* **Aim of the task**
Look through the data below for the line with "Self(Arc::new(move |event| f(event).boxed()))", and transcribe it exactly together with each line after it up to and including the line with "async fn test_and_short_circuits()". Give nothing else.
*** Material shown Section Begins ***
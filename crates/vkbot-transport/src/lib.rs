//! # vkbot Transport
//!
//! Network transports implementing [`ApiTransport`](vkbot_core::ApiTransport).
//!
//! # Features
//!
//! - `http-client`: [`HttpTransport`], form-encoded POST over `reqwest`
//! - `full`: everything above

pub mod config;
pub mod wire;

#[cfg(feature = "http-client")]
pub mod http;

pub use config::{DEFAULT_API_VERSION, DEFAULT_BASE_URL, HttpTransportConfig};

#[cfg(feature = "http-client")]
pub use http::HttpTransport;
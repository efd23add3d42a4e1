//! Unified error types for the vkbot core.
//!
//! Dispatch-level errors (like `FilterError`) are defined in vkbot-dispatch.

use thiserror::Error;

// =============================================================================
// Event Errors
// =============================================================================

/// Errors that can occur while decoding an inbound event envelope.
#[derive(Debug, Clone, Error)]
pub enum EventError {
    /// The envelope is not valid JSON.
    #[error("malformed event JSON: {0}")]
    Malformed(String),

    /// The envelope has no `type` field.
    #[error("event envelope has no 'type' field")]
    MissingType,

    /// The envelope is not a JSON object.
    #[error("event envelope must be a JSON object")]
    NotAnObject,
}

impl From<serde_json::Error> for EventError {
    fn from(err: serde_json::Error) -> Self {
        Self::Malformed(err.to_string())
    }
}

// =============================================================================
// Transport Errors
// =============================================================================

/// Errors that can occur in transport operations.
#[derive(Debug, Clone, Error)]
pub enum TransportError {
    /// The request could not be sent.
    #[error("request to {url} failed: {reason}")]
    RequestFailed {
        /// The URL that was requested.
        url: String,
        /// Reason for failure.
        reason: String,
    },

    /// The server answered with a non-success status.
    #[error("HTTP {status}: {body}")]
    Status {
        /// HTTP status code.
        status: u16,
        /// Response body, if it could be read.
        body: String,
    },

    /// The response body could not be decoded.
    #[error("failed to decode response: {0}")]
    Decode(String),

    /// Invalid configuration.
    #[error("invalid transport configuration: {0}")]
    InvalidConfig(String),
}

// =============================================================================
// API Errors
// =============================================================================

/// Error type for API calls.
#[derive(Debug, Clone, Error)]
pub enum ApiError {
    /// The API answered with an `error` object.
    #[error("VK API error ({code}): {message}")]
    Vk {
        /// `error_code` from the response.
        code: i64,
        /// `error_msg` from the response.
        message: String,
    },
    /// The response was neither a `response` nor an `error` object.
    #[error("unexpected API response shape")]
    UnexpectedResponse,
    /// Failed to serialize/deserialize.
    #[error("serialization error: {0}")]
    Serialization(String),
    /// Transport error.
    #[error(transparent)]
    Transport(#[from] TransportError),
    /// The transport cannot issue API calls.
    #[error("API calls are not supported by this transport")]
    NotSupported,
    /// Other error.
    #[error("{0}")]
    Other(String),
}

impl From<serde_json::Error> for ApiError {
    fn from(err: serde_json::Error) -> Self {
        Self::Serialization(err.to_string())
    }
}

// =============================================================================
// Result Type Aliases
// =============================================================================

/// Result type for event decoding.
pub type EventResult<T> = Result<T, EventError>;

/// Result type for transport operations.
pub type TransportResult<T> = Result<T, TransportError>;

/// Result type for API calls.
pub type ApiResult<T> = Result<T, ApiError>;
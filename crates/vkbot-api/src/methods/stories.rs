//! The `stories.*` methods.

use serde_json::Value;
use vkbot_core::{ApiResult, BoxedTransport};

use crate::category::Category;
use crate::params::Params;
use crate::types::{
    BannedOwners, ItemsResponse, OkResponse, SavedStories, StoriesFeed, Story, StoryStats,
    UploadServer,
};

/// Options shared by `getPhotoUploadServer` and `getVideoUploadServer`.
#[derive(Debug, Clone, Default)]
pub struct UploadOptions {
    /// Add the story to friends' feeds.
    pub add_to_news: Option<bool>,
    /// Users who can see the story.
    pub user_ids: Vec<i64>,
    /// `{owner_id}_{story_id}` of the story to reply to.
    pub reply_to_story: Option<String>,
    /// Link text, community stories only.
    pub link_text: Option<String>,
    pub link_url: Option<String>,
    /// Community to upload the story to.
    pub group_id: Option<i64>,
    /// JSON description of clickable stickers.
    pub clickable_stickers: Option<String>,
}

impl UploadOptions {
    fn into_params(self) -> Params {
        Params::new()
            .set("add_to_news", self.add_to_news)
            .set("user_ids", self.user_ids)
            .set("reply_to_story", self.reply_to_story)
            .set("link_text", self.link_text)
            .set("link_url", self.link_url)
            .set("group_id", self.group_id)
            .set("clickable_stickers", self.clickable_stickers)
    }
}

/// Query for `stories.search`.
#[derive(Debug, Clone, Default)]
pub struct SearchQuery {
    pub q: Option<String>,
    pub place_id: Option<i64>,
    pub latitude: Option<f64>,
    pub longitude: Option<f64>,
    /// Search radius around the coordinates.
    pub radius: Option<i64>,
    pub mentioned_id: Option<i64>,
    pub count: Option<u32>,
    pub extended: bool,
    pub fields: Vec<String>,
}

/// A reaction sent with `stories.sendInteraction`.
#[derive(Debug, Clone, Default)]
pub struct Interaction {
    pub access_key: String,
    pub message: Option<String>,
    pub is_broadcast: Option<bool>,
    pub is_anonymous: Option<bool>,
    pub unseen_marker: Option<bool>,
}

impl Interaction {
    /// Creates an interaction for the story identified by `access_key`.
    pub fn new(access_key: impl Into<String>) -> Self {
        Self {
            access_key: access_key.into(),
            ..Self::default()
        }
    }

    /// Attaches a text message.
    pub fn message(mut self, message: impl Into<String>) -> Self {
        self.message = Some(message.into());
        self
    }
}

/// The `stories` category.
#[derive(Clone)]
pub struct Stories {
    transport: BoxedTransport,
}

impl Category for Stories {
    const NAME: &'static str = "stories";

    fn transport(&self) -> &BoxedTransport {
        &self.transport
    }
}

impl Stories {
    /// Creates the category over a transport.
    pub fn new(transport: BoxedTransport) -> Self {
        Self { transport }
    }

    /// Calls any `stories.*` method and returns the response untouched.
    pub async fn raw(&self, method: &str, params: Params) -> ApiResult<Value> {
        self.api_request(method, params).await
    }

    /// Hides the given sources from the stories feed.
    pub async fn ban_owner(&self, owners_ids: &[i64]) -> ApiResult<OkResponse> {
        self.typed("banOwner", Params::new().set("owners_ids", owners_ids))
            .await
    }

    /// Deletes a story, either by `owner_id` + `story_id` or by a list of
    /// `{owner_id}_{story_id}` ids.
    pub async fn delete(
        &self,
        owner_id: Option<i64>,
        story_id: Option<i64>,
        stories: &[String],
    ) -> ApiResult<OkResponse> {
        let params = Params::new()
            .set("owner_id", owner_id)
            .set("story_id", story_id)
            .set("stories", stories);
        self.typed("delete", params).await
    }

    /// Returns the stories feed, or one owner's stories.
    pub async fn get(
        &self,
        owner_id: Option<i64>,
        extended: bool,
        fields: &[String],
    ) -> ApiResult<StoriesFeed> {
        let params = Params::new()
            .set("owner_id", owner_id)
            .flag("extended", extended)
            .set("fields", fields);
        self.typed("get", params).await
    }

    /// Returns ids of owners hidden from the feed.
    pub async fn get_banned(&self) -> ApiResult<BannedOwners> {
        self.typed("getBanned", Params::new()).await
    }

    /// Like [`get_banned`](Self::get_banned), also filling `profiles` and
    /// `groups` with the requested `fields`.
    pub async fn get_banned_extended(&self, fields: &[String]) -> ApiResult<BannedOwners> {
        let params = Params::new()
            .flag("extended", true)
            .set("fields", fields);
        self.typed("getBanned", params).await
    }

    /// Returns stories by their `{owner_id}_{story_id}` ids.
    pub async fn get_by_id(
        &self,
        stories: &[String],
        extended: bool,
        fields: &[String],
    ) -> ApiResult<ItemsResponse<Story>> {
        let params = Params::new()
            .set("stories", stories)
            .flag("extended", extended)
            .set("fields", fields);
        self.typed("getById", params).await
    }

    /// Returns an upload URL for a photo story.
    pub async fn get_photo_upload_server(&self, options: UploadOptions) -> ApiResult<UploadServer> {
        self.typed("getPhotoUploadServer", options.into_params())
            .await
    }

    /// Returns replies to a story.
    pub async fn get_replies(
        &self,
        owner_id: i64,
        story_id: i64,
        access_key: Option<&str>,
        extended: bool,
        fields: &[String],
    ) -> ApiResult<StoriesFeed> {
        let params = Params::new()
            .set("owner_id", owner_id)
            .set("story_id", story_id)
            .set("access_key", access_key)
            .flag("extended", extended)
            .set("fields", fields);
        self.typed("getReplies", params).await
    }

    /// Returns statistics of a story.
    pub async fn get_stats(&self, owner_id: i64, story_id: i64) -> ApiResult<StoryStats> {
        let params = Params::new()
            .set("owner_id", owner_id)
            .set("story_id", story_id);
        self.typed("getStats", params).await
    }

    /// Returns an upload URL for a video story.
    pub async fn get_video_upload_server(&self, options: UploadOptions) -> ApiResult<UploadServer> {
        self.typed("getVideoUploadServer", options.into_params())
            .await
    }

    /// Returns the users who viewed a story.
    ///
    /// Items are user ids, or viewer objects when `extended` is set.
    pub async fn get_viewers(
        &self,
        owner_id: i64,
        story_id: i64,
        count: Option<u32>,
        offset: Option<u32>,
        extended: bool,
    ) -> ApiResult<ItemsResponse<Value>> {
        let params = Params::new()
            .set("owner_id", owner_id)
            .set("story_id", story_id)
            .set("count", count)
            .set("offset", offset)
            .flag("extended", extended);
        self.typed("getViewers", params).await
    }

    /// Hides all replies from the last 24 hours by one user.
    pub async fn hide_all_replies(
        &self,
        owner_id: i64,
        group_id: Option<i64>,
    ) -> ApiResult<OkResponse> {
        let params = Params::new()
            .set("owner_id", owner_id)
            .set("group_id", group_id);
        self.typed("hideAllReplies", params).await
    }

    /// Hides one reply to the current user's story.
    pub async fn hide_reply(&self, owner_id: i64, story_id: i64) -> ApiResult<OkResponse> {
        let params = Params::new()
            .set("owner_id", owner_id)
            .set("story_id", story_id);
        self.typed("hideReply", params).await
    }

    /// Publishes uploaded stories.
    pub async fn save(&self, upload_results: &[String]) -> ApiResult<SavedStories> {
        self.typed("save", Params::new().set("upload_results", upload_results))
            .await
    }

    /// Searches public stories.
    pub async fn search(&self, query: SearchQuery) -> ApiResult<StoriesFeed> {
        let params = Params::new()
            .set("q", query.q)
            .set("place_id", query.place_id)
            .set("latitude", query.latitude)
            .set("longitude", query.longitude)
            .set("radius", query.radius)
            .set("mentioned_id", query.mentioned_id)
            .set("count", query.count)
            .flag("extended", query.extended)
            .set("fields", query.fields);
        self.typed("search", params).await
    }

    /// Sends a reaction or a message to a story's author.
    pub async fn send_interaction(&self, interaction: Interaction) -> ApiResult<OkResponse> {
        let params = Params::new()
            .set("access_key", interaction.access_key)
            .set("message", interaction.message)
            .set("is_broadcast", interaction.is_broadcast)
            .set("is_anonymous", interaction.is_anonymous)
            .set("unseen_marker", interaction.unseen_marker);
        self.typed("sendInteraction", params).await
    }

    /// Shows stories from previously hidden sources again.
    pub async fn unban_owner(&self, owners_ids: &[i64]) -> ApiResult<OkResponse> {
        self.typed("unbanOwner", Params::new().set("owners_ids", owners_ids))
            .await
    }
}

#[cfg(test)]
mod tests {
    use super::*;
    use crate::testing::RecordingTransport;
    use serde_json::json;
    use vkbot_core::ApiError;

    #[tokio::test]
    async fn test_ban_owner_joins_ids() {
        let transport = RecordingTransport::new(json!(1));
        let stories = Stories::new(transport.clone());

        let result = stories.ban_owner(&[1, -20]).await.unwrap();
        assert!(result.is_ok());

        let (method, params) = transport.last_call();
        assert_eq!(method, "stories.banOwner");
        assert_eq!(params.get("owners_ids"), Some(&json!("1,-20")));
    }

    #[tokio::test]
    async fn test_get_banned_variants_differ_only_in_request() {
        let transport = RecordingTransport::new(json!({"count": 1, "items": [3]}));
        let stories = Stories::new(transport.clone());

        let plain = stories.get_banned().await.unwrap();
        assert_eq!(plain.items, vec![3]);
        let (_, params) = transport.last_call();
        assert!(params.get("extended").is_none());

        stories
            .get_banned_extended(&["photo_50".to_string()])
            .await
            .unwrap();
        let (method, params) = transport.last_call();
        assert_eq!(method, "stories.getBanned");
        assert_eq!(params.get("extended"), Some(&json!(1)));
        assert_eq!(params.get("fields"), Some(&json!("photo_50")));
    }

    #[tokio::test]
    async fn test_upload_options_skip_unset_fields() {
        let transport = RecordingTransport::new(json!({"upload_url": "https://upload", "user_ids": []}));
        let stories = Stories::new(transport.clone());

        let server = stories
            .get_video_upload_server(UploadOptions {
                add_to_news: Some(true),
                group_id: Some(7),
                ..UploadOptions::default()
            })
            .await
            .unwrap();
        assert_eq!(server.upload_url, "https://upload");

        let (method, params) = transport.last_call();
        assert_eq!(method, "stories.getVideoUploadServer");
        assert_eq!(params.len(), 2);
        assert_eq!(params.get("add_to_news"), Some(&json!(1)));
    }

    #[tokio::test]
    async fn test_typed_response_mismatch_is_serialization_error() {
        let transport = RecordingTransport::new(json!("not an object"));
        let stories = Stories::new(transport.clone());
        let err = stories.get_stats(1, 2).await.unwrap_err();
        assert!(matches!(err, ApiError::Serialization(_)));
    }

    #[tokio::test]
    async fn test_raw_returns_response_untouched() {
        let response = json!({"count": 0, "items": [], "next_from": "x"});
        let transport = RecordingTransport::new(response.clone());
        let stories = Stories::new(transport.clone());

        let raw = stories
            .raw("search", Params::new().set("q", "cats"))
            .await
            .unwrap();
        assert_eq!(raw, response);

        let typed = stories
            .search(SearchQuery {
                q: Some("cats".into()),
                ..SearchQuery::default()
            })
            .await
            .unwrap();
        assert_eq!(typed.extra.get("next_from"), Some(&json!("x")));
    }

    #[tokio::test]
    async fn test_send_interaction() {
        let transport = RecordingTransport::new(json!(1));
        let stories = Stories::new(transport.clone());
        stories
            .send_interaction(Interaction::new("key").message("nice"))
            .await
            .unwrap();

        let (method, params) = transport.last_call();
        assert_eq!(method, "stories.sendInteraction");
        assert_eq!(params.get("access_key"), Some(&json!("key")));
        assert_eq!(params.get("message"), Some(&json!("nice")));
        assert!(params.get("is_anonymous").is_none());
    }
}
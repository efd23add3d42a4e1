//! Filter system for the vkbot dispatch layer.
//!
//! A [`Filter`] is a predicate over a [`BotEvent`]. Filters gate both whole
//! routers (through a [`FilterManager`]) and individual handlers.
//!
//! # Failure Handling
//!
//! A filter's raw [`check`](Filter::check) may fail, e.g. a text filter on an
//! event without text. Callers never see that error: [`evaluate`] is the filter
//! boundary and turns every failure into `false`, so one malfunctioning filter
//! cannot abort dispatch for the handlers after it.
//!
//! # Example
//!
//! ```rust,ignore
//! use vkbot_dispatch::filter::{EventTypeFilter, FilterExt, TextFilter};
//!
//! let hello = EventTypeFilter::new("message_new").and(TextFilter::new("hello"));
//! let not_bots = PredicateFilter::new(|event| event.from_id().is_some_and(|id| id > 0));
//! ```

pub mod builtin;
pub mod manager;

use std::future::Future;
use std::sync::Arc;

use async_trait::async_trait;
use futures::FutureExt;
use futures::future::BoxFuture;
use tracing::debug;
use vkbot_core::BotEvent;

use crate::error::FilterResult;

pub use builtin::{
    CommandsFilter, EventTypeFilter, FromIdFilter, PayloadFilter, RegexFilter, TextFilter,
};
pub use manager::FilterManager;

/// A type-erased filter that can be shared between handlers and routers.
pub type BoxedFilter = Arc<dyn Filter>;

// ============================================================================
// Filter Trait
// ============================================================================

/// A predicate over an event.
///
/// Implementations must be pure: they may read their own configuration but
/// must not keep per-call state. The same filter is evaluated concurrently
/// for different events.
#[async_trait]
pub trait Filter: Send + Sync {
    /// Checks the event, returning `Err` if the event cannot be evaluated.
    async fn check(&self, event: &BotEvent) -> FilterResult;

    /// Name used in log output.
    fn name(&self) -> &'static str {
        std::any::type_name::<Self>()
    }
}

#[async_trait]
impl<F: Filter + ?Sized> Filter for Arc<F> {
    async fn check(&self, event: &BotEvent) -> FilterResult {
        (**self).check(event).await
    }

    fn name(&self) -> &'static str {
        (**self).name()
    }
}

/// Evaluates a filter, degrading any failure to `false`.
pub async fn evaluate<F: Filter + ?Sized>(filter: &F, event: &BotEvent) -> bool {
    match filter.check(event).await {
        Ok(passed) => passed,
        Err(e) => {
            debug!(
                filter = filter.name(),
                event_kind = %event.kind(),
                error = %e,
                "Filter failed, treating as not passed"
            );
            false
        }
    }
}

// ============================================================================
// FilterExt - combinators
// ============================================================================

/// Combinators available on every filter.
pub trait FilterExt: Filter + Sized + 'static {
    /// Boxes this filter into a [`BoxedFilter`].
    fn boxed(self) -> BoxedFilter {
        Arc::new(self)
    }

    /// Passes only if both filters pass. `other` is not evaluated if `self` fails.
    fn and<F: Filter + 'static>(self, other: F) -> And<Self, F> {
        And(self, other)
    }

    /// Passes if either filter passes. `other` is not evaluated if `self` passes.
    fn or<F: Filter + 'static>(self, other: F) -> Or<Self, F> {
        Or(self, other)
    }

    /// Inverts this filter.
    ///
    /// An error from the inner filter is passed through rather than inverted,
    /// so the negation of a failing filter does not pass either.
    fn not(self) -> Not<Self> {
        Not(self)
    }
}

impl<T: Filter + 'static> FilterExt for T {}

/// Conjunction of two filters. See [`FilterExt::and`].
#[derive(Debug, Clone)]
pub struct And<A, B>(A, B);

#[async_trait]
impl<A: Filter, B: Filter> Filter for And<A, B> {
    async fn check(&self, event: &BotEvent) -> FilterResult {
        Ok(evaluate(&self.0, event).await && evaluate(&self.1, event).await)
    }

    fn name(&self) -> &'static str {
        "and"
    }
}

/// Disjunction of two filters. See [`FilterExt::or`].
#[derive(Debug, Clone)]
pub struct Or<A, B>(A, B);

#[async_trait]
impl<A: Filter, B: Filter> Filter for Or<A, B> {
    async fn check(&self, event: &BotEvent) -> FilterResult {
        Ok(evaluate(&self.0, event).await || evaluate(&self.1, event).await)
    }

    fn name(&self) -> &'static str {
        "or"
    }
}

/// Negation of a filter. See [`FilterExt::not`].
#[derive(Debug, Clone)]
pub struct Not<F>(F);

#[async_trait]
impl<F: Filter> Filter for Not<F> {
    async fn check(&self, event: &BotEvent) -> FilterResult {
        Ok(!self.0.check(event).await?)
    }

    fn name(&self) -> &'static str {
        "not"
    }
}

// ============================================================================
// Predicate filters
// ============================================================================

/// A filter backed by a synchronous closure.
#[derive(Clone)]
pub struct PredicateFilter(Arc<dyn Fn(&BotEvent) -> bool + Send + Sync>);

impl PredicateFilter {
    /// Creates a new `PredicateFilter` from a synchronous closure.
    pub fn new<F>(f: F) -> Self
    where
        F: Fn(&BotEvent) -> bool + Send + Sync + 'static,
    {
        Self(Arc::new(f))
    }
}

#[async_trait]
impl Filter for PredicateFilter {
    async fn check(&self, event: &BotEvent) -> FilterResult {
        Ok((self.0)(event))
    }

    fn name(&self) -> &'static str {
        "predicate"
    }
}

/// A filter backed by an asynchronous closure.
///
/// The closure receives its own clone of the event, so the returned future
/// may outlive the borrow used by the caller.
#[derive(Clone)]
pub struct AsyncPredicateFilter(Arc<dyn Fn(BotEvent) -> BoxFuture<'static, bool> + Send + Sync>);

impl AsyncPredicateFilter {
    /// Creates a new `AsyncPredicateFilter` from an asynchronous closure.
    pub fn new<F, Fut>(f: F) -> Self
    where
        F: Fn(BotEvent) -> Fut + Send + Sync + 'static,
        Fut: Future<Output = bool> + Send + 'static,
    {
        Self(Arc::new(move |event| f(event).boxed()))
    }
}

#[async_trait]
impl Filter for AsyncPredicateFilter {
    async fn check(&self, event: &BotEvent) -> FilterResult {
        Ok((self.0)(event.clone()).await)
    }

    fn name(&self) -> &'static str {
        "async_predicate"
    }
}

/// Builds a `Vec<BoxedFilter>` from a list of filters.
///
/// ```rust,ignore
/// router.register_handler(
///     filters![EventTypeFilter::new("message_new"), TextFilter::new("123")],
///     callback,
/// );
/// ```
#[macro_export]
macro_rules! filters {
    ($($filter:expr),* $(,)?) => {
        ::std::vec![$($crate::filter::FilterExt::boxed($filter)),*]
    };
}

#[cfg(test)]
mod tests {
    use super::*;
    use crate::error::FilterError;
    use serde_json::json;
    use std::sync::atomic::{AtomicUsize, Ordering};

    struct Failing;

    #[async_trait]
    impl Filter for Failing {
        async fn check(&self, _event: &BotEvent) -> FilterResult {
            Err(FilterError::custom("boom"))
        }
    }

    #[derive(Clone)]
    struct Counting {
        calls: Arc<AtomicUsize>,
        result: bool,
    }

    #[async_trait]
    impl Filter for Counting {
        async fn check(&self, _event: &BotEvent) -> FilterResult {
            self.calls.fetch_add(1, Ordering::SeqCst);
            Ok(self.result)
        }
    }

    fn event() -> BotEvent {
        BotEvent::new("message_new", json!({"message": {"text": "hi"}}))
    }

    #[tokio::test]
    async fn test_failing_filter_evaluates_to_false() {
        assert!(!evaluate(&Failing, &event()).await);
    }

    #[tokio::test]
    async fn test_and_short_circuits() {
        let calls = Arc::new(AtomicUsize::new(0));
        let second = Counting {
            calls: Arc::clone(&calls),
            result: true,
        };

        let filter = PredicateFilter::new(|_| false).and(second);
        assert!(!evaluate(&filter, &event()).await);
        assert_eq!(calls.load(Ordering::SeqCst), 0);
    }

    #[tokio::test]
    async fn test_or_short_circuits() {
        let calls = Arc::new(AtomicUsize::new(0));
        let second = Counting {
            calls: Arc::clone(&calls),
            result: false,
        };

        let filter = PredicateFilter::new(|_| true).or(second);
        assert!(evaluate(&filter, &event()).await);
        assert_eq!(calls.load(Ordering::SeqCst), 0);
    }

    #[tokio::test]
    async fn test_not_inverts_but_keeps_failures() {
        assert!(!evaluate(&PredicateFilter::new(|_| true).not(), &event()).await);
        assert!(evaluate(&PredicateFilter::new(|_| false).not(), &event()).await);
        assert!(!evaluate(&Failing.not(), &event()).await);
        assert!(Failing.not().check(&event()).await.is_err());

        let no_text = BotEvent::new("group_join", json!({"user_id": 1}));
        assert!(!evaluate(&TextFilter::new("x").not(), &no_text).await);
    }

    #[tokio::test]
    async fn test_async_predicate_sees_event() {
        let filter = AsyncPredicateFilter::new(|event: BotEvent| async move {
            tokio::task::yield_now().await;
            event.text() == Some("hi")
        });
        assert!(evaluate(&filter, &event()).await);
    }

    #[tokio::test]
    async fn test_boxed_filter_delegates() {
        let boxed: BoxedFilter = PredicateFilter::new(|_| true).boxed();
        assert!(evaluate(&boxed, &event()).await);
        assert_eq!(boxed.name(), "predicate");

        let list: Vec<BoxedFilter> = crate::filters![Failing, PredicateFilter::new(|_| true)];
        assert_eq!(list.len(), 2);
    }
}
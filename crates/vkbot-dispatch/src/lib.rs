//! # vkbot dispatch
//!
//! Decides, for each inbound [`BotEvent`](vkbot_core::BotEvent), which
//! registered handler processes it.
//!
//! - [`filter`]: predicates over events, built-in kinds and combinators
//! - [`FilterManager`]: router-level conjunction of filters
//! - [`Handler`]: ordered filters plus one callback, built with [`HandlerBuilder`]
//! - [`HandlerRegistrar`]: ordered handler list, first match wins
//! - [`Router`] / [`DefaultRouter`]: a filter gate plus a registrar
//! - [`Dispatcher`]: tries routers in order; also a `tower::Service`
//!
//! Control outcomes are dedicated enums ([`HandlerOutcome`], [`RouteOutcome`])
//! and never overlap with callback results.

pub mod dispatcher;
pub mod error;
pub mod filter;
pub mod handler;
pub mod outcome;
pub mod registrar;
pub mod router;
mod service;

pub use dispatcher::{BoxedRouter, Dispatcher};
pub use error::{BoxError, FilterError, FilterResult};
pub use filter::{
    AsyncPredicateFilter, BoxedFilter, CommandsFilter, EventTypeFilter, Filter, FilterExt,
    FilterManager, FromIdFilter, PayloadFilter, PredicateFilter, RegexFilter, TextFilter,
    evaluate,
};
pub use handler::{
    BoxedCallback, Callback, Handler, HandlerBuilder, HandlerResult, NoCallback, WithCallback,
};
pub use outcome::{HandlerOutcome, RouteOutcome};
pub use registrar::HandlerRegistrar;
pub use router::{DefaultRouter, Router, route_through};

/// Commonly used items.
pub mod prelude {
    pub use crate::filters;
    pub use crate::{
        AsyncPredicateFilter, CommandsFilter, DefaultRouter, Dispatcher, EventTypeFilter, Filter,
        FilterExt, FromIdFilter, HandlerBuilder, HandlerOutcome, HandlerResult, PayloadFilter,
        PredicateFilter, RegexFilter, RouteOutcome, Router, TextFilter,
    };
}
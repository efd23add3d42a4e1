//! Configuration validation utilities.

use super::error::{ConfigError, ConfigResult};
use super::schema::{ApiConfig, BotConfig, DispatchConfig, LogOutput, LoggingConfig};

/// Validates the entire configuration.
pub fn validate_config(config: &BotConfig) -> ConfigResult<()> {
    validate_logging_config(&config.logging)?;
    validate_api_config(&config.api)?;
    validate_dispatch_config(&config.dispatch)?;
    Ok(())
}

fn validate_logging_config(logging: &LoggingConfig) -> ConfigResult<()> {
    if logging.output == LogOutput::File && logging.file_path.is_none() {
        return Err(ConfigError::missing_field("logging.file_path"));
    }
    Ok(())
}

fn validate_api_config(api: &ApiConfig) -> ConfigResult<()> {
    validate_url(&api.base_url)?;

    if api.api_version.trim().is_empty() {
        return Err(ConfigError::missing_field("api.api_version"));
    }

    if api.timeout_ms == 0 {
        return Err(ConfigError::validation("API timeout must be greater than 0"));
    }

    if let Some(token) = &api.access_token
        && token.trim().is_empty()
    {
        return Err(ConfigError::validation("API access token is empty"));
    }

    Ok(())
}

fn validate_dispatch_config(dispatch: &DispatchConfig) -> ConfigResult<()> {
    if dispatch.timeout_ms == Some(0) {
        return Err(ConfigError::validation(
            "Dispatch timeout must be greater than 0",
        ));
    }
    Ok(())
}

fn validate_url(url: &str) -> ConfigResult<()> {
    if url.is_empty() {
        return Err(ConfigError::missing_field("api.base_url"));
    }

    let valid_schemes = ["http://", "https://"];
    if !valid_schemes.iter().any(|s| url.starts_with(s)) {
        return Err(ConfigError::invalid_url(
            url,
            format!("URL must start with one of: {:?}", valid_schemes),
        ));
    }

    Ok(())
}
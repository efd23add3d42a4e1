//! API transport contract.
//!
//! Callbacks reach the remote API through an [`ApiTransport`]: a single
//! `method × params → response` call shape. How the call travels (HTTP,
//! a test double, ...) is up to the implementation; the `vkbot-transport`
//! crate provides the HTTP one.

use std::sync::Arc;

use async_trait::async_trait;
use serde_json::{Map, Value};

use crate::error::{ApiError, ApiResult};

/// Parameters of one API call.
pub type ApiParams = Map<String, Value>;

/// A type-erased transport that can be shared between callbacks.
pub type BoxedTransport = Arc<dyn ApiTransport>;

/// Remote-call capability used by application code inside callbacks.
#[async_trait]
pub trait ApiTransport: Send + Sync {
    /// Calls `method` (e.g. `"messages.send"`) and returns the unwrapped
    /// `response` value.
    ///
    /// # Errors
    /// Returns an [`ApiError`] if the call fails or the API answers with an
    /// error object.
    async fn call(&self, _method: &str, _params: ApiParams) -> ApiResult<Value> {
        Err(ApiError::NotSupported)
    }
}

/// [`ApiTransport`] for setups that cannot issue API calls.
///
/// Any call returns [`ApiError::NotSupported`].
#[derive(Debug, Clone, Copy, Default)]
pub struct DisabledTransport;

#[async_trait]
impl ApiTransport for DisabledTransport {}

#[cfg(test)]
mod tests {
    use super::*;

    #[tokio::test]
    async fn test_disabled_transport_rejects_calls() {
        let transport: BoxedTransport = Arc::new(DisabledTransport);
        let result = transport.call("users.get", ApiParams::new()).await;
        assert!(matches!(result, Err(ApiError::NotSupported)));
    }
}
*** Material shown Section Ends ***
* **Exercise response**
        Self(Arc::new(move |event| f(event).boxed()))
    }
}

#[async_trait]
impl Filter for AsyncPredicateFilter {
    async fn check(&self, event: &BotEvent) -> FilterResult {
        Ok((self.0)(event.clone()).await)
    }

    fn name(&self) -> &'static str {
        "async_predicate"
    }
}

/// Builds a `Vec<BoxedFilter>` from a list of filters.
///
/// ```rust,ignore
/// router.register_handler(
///     filters![EventTypeFilter::new("message_new"), TextFilter::new("123")],
///     callback,
/// );
/// ```
#[macro_export]
macro_rules! filters {
    ($($filter:expr),* $(,)?) => {
        ::std::vec![$($crate::filter::FilterExt::boxed($filter)),*]
    };
}

#[cfg(test)]
mod tests {
    use super::*;
    use crate::error::FilterError;
    use serde_json::json;
    use std::sync::atomic::{AtomicUsize, Ordering};

    struct Failing;

    #[async_trait]
    impl Filter for Failing {
        async fn check(&self, _event: &BotEvent) -> FilterResult {
            Err(FilterError::custom("boom"))
        }
    }

    #[derive(Clone)]
    struct Counting {
        calls: Arc<AtomicUsize>,
        result: bool,
    }

    #[async_trait]
    impl Filter for Counting {
        async fn check(&self, _event: &BotEvent) -> FilterResult {
            self.calls.fetch_add(1, Ordering::SeqCst);
            Ok(self.result)
        }
    }

    fn event() -> BotEvent {
        BotEvent::new("message_new", json!({"message": {"text": "hi"}}))
    }

    #[tokio::test]
    async fn test_failing_filter_evaluates_to_false() {
        assert!(!evaluate(&Failing, &event()).await);
    }

    #[tokio::test]
    async fn test_and_short_circuits() {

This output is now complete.